Au Canada, une personne doit attendre en moyenne des mois, voire des années, avant de pouvoir consulter un psychiatre, selon la région où elle habite. Comme je l'ai mentionné plus tôt, l'intensité de la maladie mentale peut varier et, lorsque la situation change, les symptômes de la maladie mentale ne sont souvent plus les mêmes.

Il faut aussi tenir compte des facteurs psychosociaux. Le clinicien qui connaît bien son patient, comme ses relations, sa situation professionnelle, ses problèmes affectifs et la présence ou non d'un réseau de soutien, est mieux en mesure d'évaluer sa capacité de consentir à sa propre mort. Une période d'une semaine et demie n'est même pas suffisante pour permettre à un professionnel d'observer de façon complète la maladie mentale de son patient au fil de plusieurs rendez-vous.

Plusieurs professionnels de la santé mentale qui ont témoigné devant le Comité sénatorial des affaires juridiques ont mentionné qu'il est important de prévoir un plus long délai d'attente pour les personnes aux prises avec une maladie mentale.

Le Dr Padraic Carr, un psychiatre, a insisté sur l'importance de « prévoir un délai adéquat entre les évaluations pour s'assurer que le résultat des entrevues n'est pas indûment influencé par les circonstances immédiates. » Il a ensuite dit que le délai d'attente de 15 jours « semble inadéquat si une maladie mentale est présente ou soupçonnée. »
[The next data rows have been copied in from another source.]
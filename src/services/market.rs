// src/services/market.rs

//! Market data facade.
//!
//! Binds every API read to one cache key and every write to a mutation with
//! its declared invalidation set. Consumers only talk to [`MarketData`].

use std::future::Future;
use std::sync::Arc;

use chrono::{DateTime, Utc};

use super::{MarketApi, SearchEngine, SearchResults, TechnologyTagger};
use crate::cache::{CacheEntry, CachePolicy, KeyFilter, QueryCache, QueryKey, QueryOptions, QueryStatus};
use crate::error::{AppError, Result, TransportError};
use crate::models::{
    AlertJobs, AlertRequest, CompanyStat, Config, DashboardStats, ExperienceAnalysis,
    ExportFormat, ExportResult, FilterCriteria, JobAlert, JobPosting, LocationStat,
    MarketInsights, MarketReport, NotificationsResponse, RecentActivity, SalaryTrends,
    ScanRequest, ScanResult, SearchResponse, TechnologyStat,
};
use crate::mutation::{Mutation, MutationCoordinator};
use crate::transport::{HttpTransport, Transport};

/// Cache keys of the market queries.
pub mod keys {
    use crate::cache::QueryKey;
    use crate::models::FilterCriteria;

    pub const DASHBOARD_STATS: &str = "dashboard-stats";
    pub const RECENT_ACTIVITY: &str = "recent-activity";
    pub const TECHNOLOGY_STATS: &str = "technology-stats";
    pub const OFFERS: &str = "offers";
    pub const COMPANY_STATS: &str = "company-stats";
    pub const LOCATION_STATS: &str = "location-stats";
    pub const SALARY_TRENDS: &str = "salary-trends";
    pub const EXPERIENCE_ANALYSIS: &str = "experience-analysis";
    pub const MARKET_INSIGHTS: &str = "market-insights";
    pub const NOTIFICATIONS: &str = "notifications";
    pub const MARKET_REPORT: &str = "market-report";
    pub const ALERT_JOBS: &str = "alert-jobs";

    pub fn offers(skip: usize, limit: usize) -> QueryKey {
        QueryKey::from(OFFERS).with(skip).with(limit)
    }

    /// `["offers", "search", "q=…", …, skip, limit]`
    pub fn offer_search(criteria: &FilterCriteria, skip: usize, limit: usize) -> QueryKey {
        criteria
            .query_pairs()
            .into_iter()
            .fold(QueryKey::from([OFFERS, "search"]), |key, (name, value)| {
                key.with(format!("{name}={value}"))
            })
            .with(skip)
            .with(limit)
    }

    pub fn market_report(period: &str) -> QueryKey {
        QueryKey::from(MARKET_REPORT).with(period)
    }

    pub fn alert_jobs(alert_id: &str) -> QueryKey {
        QueryKey::from(ALERT_JOBS).with(alert_id)
    }
}

pub const SCAN_ACTION: &str = "trigger-scan";
pub const CREATE_ALERT_ACTION: &str = "create-alert";
pub const EXPORT_ACTION: &str = "export-jobs";

/// Typed view of a cache entry: last-known-good data plus the latest error.
#[derive(Debug, Clone)]
pub struct QueryView<T> {
    pub status: QueryStatus,
    pub data: Option<Arc<T>>,
    pub error: Option<TransportError>,
    pub fetched_at: Option<DateTime<Utc>>,
}

impl<T: Send + Sync + 'static> QueryView<T> {
    pub fn from_entry(entry: &CacheEntry) -> Self {
        Self {
            status: entry.status,
            data: entry.data::<T>(),
            error: entry.error.clone(),
            fetched_at: entry.fetched_at,
        }
    }
}

impl<T> QueryView<T> {
    /// The data, or the error when there is nothing to show.
    pub fn into_result(self) -> std::result::Result<Arc<T>, TransportError> {
        match (self.data, self.error) {
            (Some(data), _) => Ok(data),
            (None, Some(error)) => Err(error),
            (None, None) => Err(TransportError::decode("cache", "query has not settled")),
        }
    }

    /// Whether the data shown is older than a failed refresh.
    pub fn is_degraded(&self) -> bool {
        self.data.is_some() && self.error.is_some()
    }
}

/// Cached reads and coordinated writes against the job market API.
pub struct MarketData {
    api: MarketApi,
    cache: QueryCache,
    mutations: MutationCoordinator,
    engine: SearchEngine,
    offers_limit: usize,
    scan: Mutation<ScanRequest, ScanResult>,
    create_alert: Mutation<AlertRequest, JobAlert>,
    export: Mutation<(ExportFormat, FilterCriteria), ExportResult>,
}

impl MarketData {
    /// Build the data layer over HTTP from configuration.
    pub fn from_config(config: &Config) -> Result<Self> {
        let transport = HttpTransport::new(&config.api)?;
        Ok(Self::new(Arc::new(transport), config))
    }

    pub fn new(transport: Arc<dyn Transport>, config: &Config) -> Self {
        let api = MarketApi::new(transport);
        let cache = QueryCache::new(CachePolicy::from(&config.cache));
        let engine = SearchEngine::new(
            TechnologyTagger::from_config(&config.tagger),
            config.search.page_size,
        );

        let scan = {
            let api = api.clone();
            Mutation::new(SCAN_ACTION, move |request: ScanRequest| {
                let api = api.clone();
                async move { api.trigger_scan(request).await }
            })
            .invalidates(keys::DASHBOARD_STATS)
            .invalidates(keys::RECENT_ACTIVITY)
            .invalidates(keys::TECHNOLOGY_STATS)
            .invalidates(KeyFilter::prefix(keys::OFFERS))
        };

        let create_alert = {
            let api = api.clone();
            Mutation::new(CREATE_ALERT_ACTION, move |request: AlertRequest| {
                let api = api.clone();
                async move { api.create_alert(&request).await }
            })
            .invalidates(keys::NOTIFICATIONS)
        };

        let export = {
            let api = api.clone();
            Mutation::new(
                EXPORT_ACTION,
                move |(format, filters): (ExportFormat, FilterCriteria)| {
                    let api = api.clone();
                    async move { api.export(format, &filters).await }
                },
            )
        };

        Self {
            mutations: MutationCoordinator::new(cache.clone()),
            api,
            cache,
            engine,
            offers_limit: config.search.offers_limit,
            scan,
            create_alert,
            export,
        }
    }

    pub fn api(&self) -> &MarketApi {
        &self.api
    }

    pub fn cache(&self) -> &QueryCache {
        &self.cache
    }

    pub fn mutations(&self) -> &MutationCoordinator {
        &self.mutations
    }

    pub fn engine(&self) -> &SearchEngine {
        &self.engine
    }

    /// Drop every cached entry.
    pub fn shutdown(&self) {
        self.cache.clear();
    }

    async fn read<T, F, Fut>(&self, key: QueryKey, call: F) -> QueryView<T>
    where
        T: Send + Sync + 'static,
        F: Fn(MarketApi) -> Fut + Send + Sync + 'static,
        Fut: Future<Output = std::result::Result<T, TransportError>> + Send + 'static,
    {
        let api = self.api.clone();
        let entry = self
            .cache
            .fetch(&key, move || call(api.clone()), QueryOptions::default())
            .await;
        QueryView::from_entry(&entry)
    }

    // Reads

    pub async fn dashboard_stats(&self) -> QueryView<DashboardStats> {
        self.read(QueryKey::from(keys::DASHBOARD_STATS), |api| async move {
            api.dashboard_stats().await
        })
        .await
    }

    pub async fn recent_activity(&self) -> QueryView<Vec<RecentActivity>> {
        self.read(QueryKey::from(keys::RECENT_ACTIVITY), |api| async move {
            api.recent_activity().await
        })
        .await
    }

    pub async fn technology_stats(&self) -> QueryView<Vec<TechnologyStat>> {
        self.read(QueryKey::from(keys::TECHNOLOGY_STATS), |api| async move {
            api.technology_stats().await
        })
        .await
    }

    pub async fn offers(&self, skip: usize, limit: usize) -> QueryView<Vec<JobPosting>> {
        self.read(keys::offers(skip, limit), move |api| async move {
            api.offers(skip, limit).await
        })
        .await
    }

    pub async fn search_offers(
        &self,
        criteria: &FilterCriteria,
        skip: usize,
        limit: usize,
    ) -> QueryView<SearchResponse> {
        let key = keys::offer_search(criteria, skip, limit);
        let criteria = criteria.clone();
        self.read(key, move |api| {
            let criteria = criteria.clone();
            async move { api.search_offers(&criteria, skip, limit).await }
        })
        .await
    }

    pub async fn company_stats(&self) -> QueryView<Vec<CompanyStat>> {
        self.read(QueryKey::from(keys::COMPANY_STATS), |api| async move {
            api.company_stats().await
        })
        .await
    }

    pub async fn location_stats(&self) -> QueryView<Vec<LocationStat>> {
        self.read(QueryKey::from(keys::LOCATION_STATS), |api| async move {
            api.location_stats().await
        })
        .await
    }

    pub async fn salary_trends(&self) -> QueryView<SalaryTrends> {
        self.read(QueryKey::from(keys::SALARY_TRENDS), |api| async move {
            api.salary_trends().await
        })
        .await
    }

    pub async fn experience_analysis(&self) -> QueryView<ExperienceAnalysis> {
        self.read(QueryKey::from(keys::EXPERIENCE_ANALYSIS), |api| async move {
            api.experience_analysis().await
        })
        .await
    }

    pub async fn market_insights(&self) -> QueryView<MarketInsights> {
        self.read(QueryKey::from(keys::MARKET_INSIGHTS), |api| async move {
            api.market_insights().await
        })
        .await
    }

    pub async fn notifications(&self) -> QueryView<NotificationsResponse> {
        self.read(QueryKey::from(keys::NOTIFICATIONS), |api| async move {
            api.notifications().await
        })
        .await
    }

    pub async fn market_report(&self, period: &str) -> QueryView<MarketReport> {
        let owned = period.to_string();
        self.read(keys::market_report(period), move |api| {
            let period = owned.clone();
            async move { api.market_report(&period).await }
        })
        .await
    }

    pub async fn alert_jobs(&self, alert_id: &str) -> QueryView<AlertJobs> {
        let owned = alert_id.to_string();
        self.read(keys::alert_jobs(alert_id), move |api| {
            let alert_id = owned.clone();
            async move { api.alert_jobs(&alert_id).await }
        })
        .await
    }

    // Derived views over the cached offer list

    /// Filter, sort and paginate the cached offer list locally.
    ///
    /// When refreshing the list fails, the search runs over the
    /// last-known-good list and the view carries the error.
    pub async fn search_local(
        &self,
        criteria: &FilterCriteria,
        page: usize,
        page_size: usize,
    ) -> QueryView<SearchResults> {
        self.derive(|postings| self.engine.search(postings, criteria, page, page_size))
            .await
    }

    /// Technology demand computed from the cached offer list.
    pub async fn technology_demand(&self) -> QueryView<Vec<TechnologyStat>> {
        self.derive(|postings| self.engine.tagger().demand(postings))
            .await
    }

    async fn derive<T>(&self, compute: impl FnOnce(&[JobPosting]) -> T) -> QueryView<T> {
        let offers = self.offers(0, self.offers_limit).await;
        QueryView {
            status: offers.status,
            data: offers
                .data
                .as_deref()
                .map(|postings| Arc::new(compute(postings.as_slice()))),
            error: offers.error,
            fetched_at: offers.fetched_at,
        }
    }

    // Writes

    /// Ask the backend to scrape `pages` listing pages (1 to 10).
    pub async fn scan(&self, pages: u32) -> Result<ScanResult> {
        if !ScanRequest::PAGE_RANGE.contains(&pages) {
            return Err(AppError::validation(format!(
                "pages must be between {} and {}, got {}",
                ScanRequest::PAGE_RANGE.start(),
                ScanRequest::PAGE_RANGE.end(),
                pages
            )));
        }
        self.mutations.run(&self.scan, ScanRequest { pages }).await
    }

    pub async fn create_alert(&self, request: AlertRequest) -> Result<JobAlert> {
        if !request.email.contains('@') {
            return Err(AppError::validation(format!(
                "invalid email address '{}'",
                request.email
            )));
        }
        if request.keywords.iter().all(|k| k.trim().is_empty()) {
            return Err(AppError::validation("at least one keyword is required"));
        }
        self.mutations.run(&self.create_alert, request).await
    }

    pub async fn export(&self, format: ExportFormat, filters: FilterCriteria) -> Result<ExportResult> {
        self.mutations.run(&self.export, (format, filters)).await
    }

    /// Uncached connectivity probe.
    pub async fn health(&self) -> Result<serde_json::Value> {
        Ok(self.api.health().await?)
    }
}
La Commission de la santé mentale du Canada, elle, préconise une période d'attente de trois mois entre le moment où la demande est présentée et celui où l'aide médicale à mourir est offerte. Patrick Baillie, un psychologue, a déclaré au Comité des affaires juridiques que la Commission de la santé mentale du Canada est en faveur d'une période d'attente plus longue.

[...] non seulement pour permettre une évaluation plus poussée, mais également pour donner à la personne l'occasion peut-être de s'informer sur les autres formes de traitements disponibles, au-delà des interventions pharmacologiques, par exemple, dont elle aurait déjà fait l'essai.

Honorables sénateurs, ces propos ont été tenus par des spécialistes de la santé mentale, par des gens qui travaillent tous les jours avec des patients qui ont une maladie mentale ou des idées suicidaires. Ils vous diront qu'il faut beaucoup plus qu'une semaine et demie pour évaluer entièrement l'état d'une personne qui a des problèmes psychiatriques et qui prétend vouloir mourir.

C'est pour cette raison que le Comité sénatorial des affaires juridiques, qui est composé de sénateurs conservateurs et libéraux et d'un sénateur indépendant, a convenu à l'unanimité de recommander, dans son rapport découlant de l'étude préliminaire du projet de loi, un délai d'attente de 90 jours.

Certains font valoir qu'il est discriminatoire d'exiger des mesures de sauvegarde supplémentaires pour les personnes qui ont une maladie mentale. Puisque j'ai moi-même consacré beaucoup de temps à la défense des droits des personnes souffrant de problèmes de santé mentale et à la prévention du suicide au cours des dernières années et que j'ai aussi survécu au suicide d'un proche, je rejette entièrement cet argument.

Puisque je vais proposer un amendement, nous pourrions peut- être commencer à distribuer les documents dès maintenant.

La maladie mentale présente un ensemble unique de difficultés et de facteurs dont le futur régime, quel qu'il soit, devra tenir compte si on veut que les personnes atteintes d'une maladie mentale puissent se prévaloir de l'aide médicale à mourir. Comme l'a dit le Dr Gaind :

L'« équité » ne signifie pas que tout le monde doit être traité de la même façon; cela signifie qu'il faut traiter les choses de façon équitable et impartiale. Le fait de ne pas prendre en considération les circonstances particulières de la maladie mentale et leur impact possible sur les processus liés à l'AMM, pourrait être considéré comme de la stigmatisation et de la discrimination, puisqu'une telle position ferait fi des réalités de la maladie mentale sur les malades et dans le cadre de leur vie.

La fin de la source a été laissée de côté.